Considering what you wrote about not caring about the fathers that are
hurt
by the system, my wish for you is that you find yourself (or someone
you
love) in a situation where you have done nothing wrong, but you are
being
egregiously harmed because other people have done something wrong.
When
you
have actually experienced that which you are so casually dismissing as
being
worth the price, then, perhaps, you can come back and share.

Care is a difficult term, it is not that I do not care for fathers
rights it is simply that an increase in father's rights at the expense
of the most at risk population of children is an EXTREMELY poor trade.
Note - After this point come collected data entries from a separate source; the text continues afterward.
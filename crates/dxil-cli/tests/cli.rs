#![cfg(not(target_arch = "wasm32"))]

use std::fs;

use assert_cmd::Command;
use dxil_root_signature::{
    serialize, words_to_le_bytes, RootConstants, RootSignatureDesc, RootSignatureFlags,
    RootSignatureVersion, ShaderVisibility,
};
use tempfile::tempdir;

fn tool() -> Command {
    Command::cargo_bin("dxil-tool").unwrap()
}

fn stdout_of(output: &std::process::Output) -> String {
    String::from_utf8_lossy(&output.stdout).into_owned()
}

#[test]
fn profile_prints_the_triple() {
    let output = tool()
        .args(["profile", "cs_6_0", "--validator-version", "1.6"])
        .output()
        .unwrap();
    assert!(output.status.success());
    assert_eq!(
        stdout_of(&output),
        "triple: dxil-unknown-shadermodel6.0-compute\n\
         stage: compute\n\
         shader model: 6.0\n\
         validator: 1.6\n"
    );
}

#[test]
fn invalid_profile_falls_back_with_a_warning() {
    let output = tool().args(["profile", "ps_4_2"]).output().unwrap();
    assert!(output.status.success());
    assert!(stdout_of(&output).starts_with("triple: dxil-unknown-shadermodel\n"));
    let stderr = String::from_utf8_lossy(&output.stderr);
    assert!(stderr.contains("warning: invalid value 'ps_4_2' for '-T'"), "{stderr}");

    let output = tool()
        .args(["profile", "ps_4_2", "--strict"])
        .output()
        .unwrap();
    assert!(!output.status.success());
}

#[test]
fn root_signature_blob_is_printed() {
    let mut desc = RootSignatureDesc::new(RootSignatureVersion::V1_0);
    desc.flags = RootSignatureFlags::ALLOW_INPUT_ASSEMBLER_INPUT_LAYOUT;
    desc.push_constants(
        ShaderVisibility::All,
        RootConstants {
            shader_register: 2,
            register_space: 0,
            num_32bit_values: 4,
        },
    );

    let dir = tempdir().unwrap();
    let path = dir.path().join("root.sig");
    fs::write(&path, words_to_le_bytes(&serialize(&desc))).unwrap();

    let output = tool()
        .arg("root-signature")
        .arg(&path)
        .output()
        .unwrap();
    assert!(output.status.success());
    assert_eq!(
        stdout_of(&output),
        "RootFlags(ALLOW_INPUT_ASSEMBLER_INPUT_LAYOUT), \
         RootConstants(num32BitConstants=4, b2, space=0, visibility=SHADER_VISIBILITY_ALL)\n"
    );
}

#[test]
fn truncated_blob_is_an_error() {
    let dir = tempdir().unwrap();
    let path = dir.path().join("short.sig");
    fs::write(&path, [1u8, 0, 0, 0, 0, 0, 0, 0]).unwrap();

    let output = tool()
        .arg("root-signature")
        .arg(&path)
        .output()
        .unwrap();
    assert!(!output.status.success());
    let stderr = String::from_utf8_lossy(&output.stderr);
    assert!(stderr.contains("decode root signature"), "{stderr}");
}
Why does there have to be a tradeoff? Why can't the rights of men be
protected without harming children? Do you really think it is fair that
a
man is tricked into believing that he is a father, then forced to
continue
paying child support when it is proved that he is NOT the father? Do you
really think it is fair that a woman can hide the fact that a man is a
father until years after the birth of the child, then go back and demand
not
only current support, but arrearages for all the years the man did not
pay
when he was not aware of his fatherhood? Are these the unfairnesses that
you feel should continue? If so, why?


We as a society have to decide what things are more important to
protect. Frankly the interests of the children are far more important
than the interests of adults who engaged in consentual activity that
resulted in the child. The only blameless one in this equation is the
child.



Then you better darn well find a way to make sure that money that is paid
for the support of the child is used ONLY for the support of THAT CHILD. I
could tell you horror stories about the way the monies have been spent by
some--in 4 different states, so it's not just a single example. Make sure
*the children* are actually receiving all they are due, or your system is
useless.



He makes the classic socialist arguement that one select groups "right"
trump annother groups / individual's rights. Which of course, is
completely wrong.



The point of arrears and false paternity are good ones, and courts
should take them into account but compared to the interests of the
child they are small potatoes.



To you, perhaps. Have you ever heard a judge tell you that your children
are irrelevant? I have. A woman with whom my husband had had a one night
stand before we even met announced that he was the father of one of her many
chuildren (by many men) when the girl was almost 13. (She is now almost 18
and my husband still grieves about missing her growing up years) The state
she lives in wanted arrearages back to birth--13 years worth, at his current
salary. The state we live in only permits arrearages back 2 years from the
finding of paternity. BUT the judge said that our 2 children, our beloved
daughters, were totally irrelevant in the setting of child support. Now,
ghost, WHY are our children irrelevant? Because the other woman chose to
deprive child of father and father of child? Is that fair? Our children
are equally innocent to the older child. Why should the system have a right
to say that some children get and some children don't count? Do you really
think that the issue is small potatoes to the innocent subsequent children
forced to live in poverty by your beloved system?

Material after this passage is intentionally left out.